# Adding Grip To Slippery Picks



## player99 (Sep 5, 2019)

I use the Jazz III grip picks, but lately I tried some other picks that I am liking better. The problem is they are smooth and slippery. I searched the question of how to add grip to guitar picks and this video came up. I tried it and it works perfectly so I though I would share it with the forum.


----------



## laristotle (Aug 29, 2019)

can also drill a few small holes?


----------



## Guncho (Jun 16, 2015)

I use slippery picks but for some reason I don't have a problem with them slipping.


----------



## knight_yyz (Mar 14, 2015)

Ben from Crimson has a video for that as well. He just scribed a hatch pattern on the pick with something sharp....


----------



## Chito (Feb 17, 2006)

Try the Bluechip pick. Sticks to your fingers. And they last forever.
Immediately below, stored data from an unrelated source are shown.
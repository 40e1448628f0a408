//! The security gate mediates every filesystem-touching operation: path validation,
//! input sanitisation, advisory locking, and the audit trail. Other engines hold an
//! `Arc<SecurityGate>` and call it before any I/O.

use crate::config::{AuditConfig, LockConfig, SecurityConfig};
use crate::error::{OverseerError, Result};
use crate::events::{EngineEvent, EventBus};
use crate::identifier::LockId;
use crossbeam::channel::{bounded, RecvTimeoutError, Sender};
use serde_json::Value;
use std::path::{Path, PathBuf};
use std::sync::Arc;
use std::thread::JoinHandle;
use std::time::Duration;

pub mod audit;
pub mod locks;
pub mod paths;
pub mod sanitize;

pub use audit::{AuditEvent, AuditLog, AuditSeverity};
pub use locks::{LockManager, LockMode, LockRecord};
pub use paths::{AccessMode, PathPolicy, PathViolation, PathViolationKind};

/// The gate itself. Construct one per engine at startup and share it via `Arc`.
pub struct SecurityGate {
    policy: PathPolicy,
    locks: LockManager,
    audit: AuditLog,
    security: SecurityConfig,
    lock_config: LockConfig,
    bus: Arc<EventBus>,
}

impl SecurityGate {
    pub fn new(
        security: SecurityConfig,
        locks: LockConfig,
        audit: AuditConfig,
        bus: Arc<EventBus>,
    ) -> Self {
        Self {
            policy: PathPolicy::from_config(&security),
            locks: LockManager::new(&locks),
            audit: AuditLog::new(&audit),
            security,
            lock_config: locks,
            bus,
        }
    }

    /// Validate a path for the given access mode.
    ///
    /// # Error
    /// A violation surfaces as the `permission` kind and is audited.
    pub fn validate_path(&self, path: &Path, mode: AccessMode) -> Result<PathBuf> {
        match self.policy.validate(path, mode) {
            Ok(normalized) => Ok(normalized),
            Err(violation) => {
                self.log_event(
                    "pathValidation",
                    AuditSeverity::High,
                    format!("{} {}", mode, path.display()),
                    violation.kind.to_string(),
                    &[],
                );
                Err(OverseerError::permission(violation.to_string()))
            }
        }
    }

    /// Recursively sanitise a JSON value in place
    pub fn sanitize(&self, value: &mut Value) {
        sanitize::sanitize_value(value, &self.security);
    }

    /// Sanitise a single string
    pub fn sanitize_text(&self, input: &str) -> String {
        sanitize::sanitize_string(input, &self.security)
    }

    /// Acquire an advisory lock on a named resource.
    ///
    /// # Error
    /// The `permission` kind when the resource stays busy for the whole timeout.
    pub fn acquire_lock(
        &self,
        resource: &str,
        mode: LockMode,
        owner: Option<String>,
        timeout: Duration,
    ) -> Result<LockId> {
        match self.locks.acquire(resource, mode, owner, timeout) {
            Ok(record) => {
                self.bus.publish(EngineEvent::LockAcquired {
                    lock_id: record.id.clone(),
                    resource: record.resource.clone(),
                    mode: record.mode,
                });
                Ok(record.id)
            }
            Err(holder) => {
                self.log_event(
                    "lockContention",
                    AuditSeverity::Medium,
                    format!("acquire {}", resource),
                    &holder,
                    &[],
                );
                Err(OverseerError::permission(format!(
                    "lock busy: {}",
                    holder
                )))
            }
        }
    }

    /// Release a previously acquired lock.
    ///
    /// # Error
    /// The `validation` kind for an unknown id (it may already have expired).
    pub fn release_lock(&self, id: &LockId) -> Result<()> {
        match self.locks.release(id) {
            Some(record) => {
                self.bus.publish(EngineEvent::LockReleased {
                    lock_id: record.id,
                    resource: record.resource,
                });
                Ok(())
            }
            None => Err(OverseerError::validation(format!(
                "unknown lock id {}",
                id
            ))),
        }
    }

    /// Append an audit event. Events above `Medium` severity are also published as
    /// [`EngineEvent::SecurityEvent`].
    pub fn log_event(
        &self,
        event_type: impl Into<String>,
        severity: AuditSeverity,
        action: impl Into<String>,
        result: impl Into<String>,
        details: &[(&str, &str)],
    ) {
        let mut event = AuditEvent::new(event_type, severity, action, result);
        for (key, value) in details {
            event = event.with_detail(*key, *value);
        }
        self.audit.record(event.clone());
        if severity > AuditSeverity::Medium {
            self.bus.publish(EngineEvent::SecurityEvent { event });
        }
    }

    /// The audit trail
    pub fn audit(&self) -> &AuditLog {
        &self.audit
    }

    /// Direct access to the lock table (expiry sweeps, diagnostics)
    pub fn locks(&self) -> &LockManager {
        &self.locks
    }

    /// Evict expired locks, auditing the sweep when anything was evicted
    pub fn sweep_locks(&self) {
        let evicted = self.locks.sweep_expired();
        if !evicted.is_empty() {
            debug!("evicted {} expired locks", evicted.len());
            self.log_event(
                "lockSweep",
                AuditSeverity::Low,
                "sweep expired locks",
                format!("evicted {}", evicted.len()),
                &[],
            );
        }
        self.audit.gc();
    }

    /// Start the background lock sweeper. The returned handle stops it on drop.
    pub fn spawn_lock_sweeper(self: &Arc<Self>) -> SweeperHandle {
        let gate = Arc::clone(self);
        let interval = Duration::from_millis(self.lock_config.cleanup_interval_ms);
        let (stop_tx, stop_rx) = bounded::<()>(1);
        let handle = std::thread::spawn(move || loop {
            match stop_rx.recv_timeout(interval) {
                Err(RecvTimeoutError::Timeout) => gate.sweep_locks(),
                _ => break,
            }
        });
        SweeperHandle {
            stop: stop_tx,
            handle: Some(handle),
        }
    }
}

/// Stops the lock sweeper when dropped
pub struct SweeperHandle {
    stop: Sender<()>,
    handle: Option<JoinHandle<()>>,
}

impl SweeperHandle {
    /// Stop the sweeper and wait for it to exit
    pub fn stop(mut self) {
        self.shutdown();
    }

    fn shutdown(&mut self) {
        let _ = self.stop.try_send(());
        if let Some(handle) = self.handle.take() {
            let _ = handle.join();
        }
    }
}

impl Drop for SweeperHandle {
    fn drop(&mut self) {
        self.shutdown();
    }
}

#[cfg(test)]
mod tests {
    use super::*;
    use crate::config::OverseerConfig;

    fn gate_with(config: OverseerConfig) -> (Arc<SecurityGate>, crossbeam::channel::Receiver<EngineEvent>) {
        let bus = Arc::new(EventBus::new());
        let events = bus.subscribe();
        let gate = Arc::new(SecurityGate::new(
            config.security,
            config.locks,
            config.audit,
            bus,
        ));
        (gate, events)
    }

    #[test]
    fn violations_are_audited_and_permission_kinded() {
        let mut config = OverseerConfig::default();
        config.security.allowed_write_paths = vec![PathBuf::from("/data")];
        let (gate, events) = gate_with(config);

        let err = gate
            .validate_path(Path::new("/data/../etc/shadow"), AccessMode::Write)
            .unwrap_err();
        assert_eq!(err.kind(), crate::error::ErrorKind::Permission);
        assert_eq!(gate.audit().len(), 1);
        // high severity goes out on the bus too
        assert!(matches!(
            events.try_recv().unwrap(),
            EngineEvent::SecurityEvent { .. }
        ));
    }

    #[test]
    fn lock_lifecycle_publishes_events() {
        let (gate, events) = gate_with(OverseerConfig::default());
        let lock = gate
            .acquire_lock("task:t1", LockMode::Write, None, Duration::ZERO)
            .unwrap();
        gate.release_lock(&lock).unwrap();
        assert!(gate.release_lock(&lock).is_err());

        assert!(matches!(
            events.try_recv().unwrap(),
            EngineEvent::LockAcquired { .. }
        ));
        assert!(matches!(
            events.try_recv().unwrap(),
            EngineEvent::LockReleased { .. }
        ));
    }
}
The ones I use are over 10 years old now. Still the same as the day I bought them.


----------



## guitarman2 (Aug 25, 2006)

Chito said:


> Try the Bluechip pick. Sticks to your fingers. And they last forever. The ones I use are over 10 years old now. Still the same as the day I bought them.



I use bluechip picks and although they stick to my fingers better than cheap picks they still slip due to the fact I have very dry skin. I asked about this issue on the Martin guitar forum and one solution that came up was to use rosin. The stuff the fiddle players use on their bows. I haven't tried it yet. 
A couple weeks ago I was drinking a tea while playing in my music room. I squeezed the tea bag with my right hand as I took the bag out. The extra moisture on my fingers helped to hold on to the pick much better confirming that my dryness is the issue. One pro about dry fingers is that regular uncoated strings can last me about 5-6 weeks and sometimes longer.


----------



## Distortion (Sep 16, 2015)

point of a sharp knife and a bunch of cross hatch does the trick for me.


----------



## DavidP (Mar 7, 2006)

I've started to drill a series of small holes or a slightly larger centre one in my -- works for me for better grip!


----------



## mhammer (Nov 30, 2007)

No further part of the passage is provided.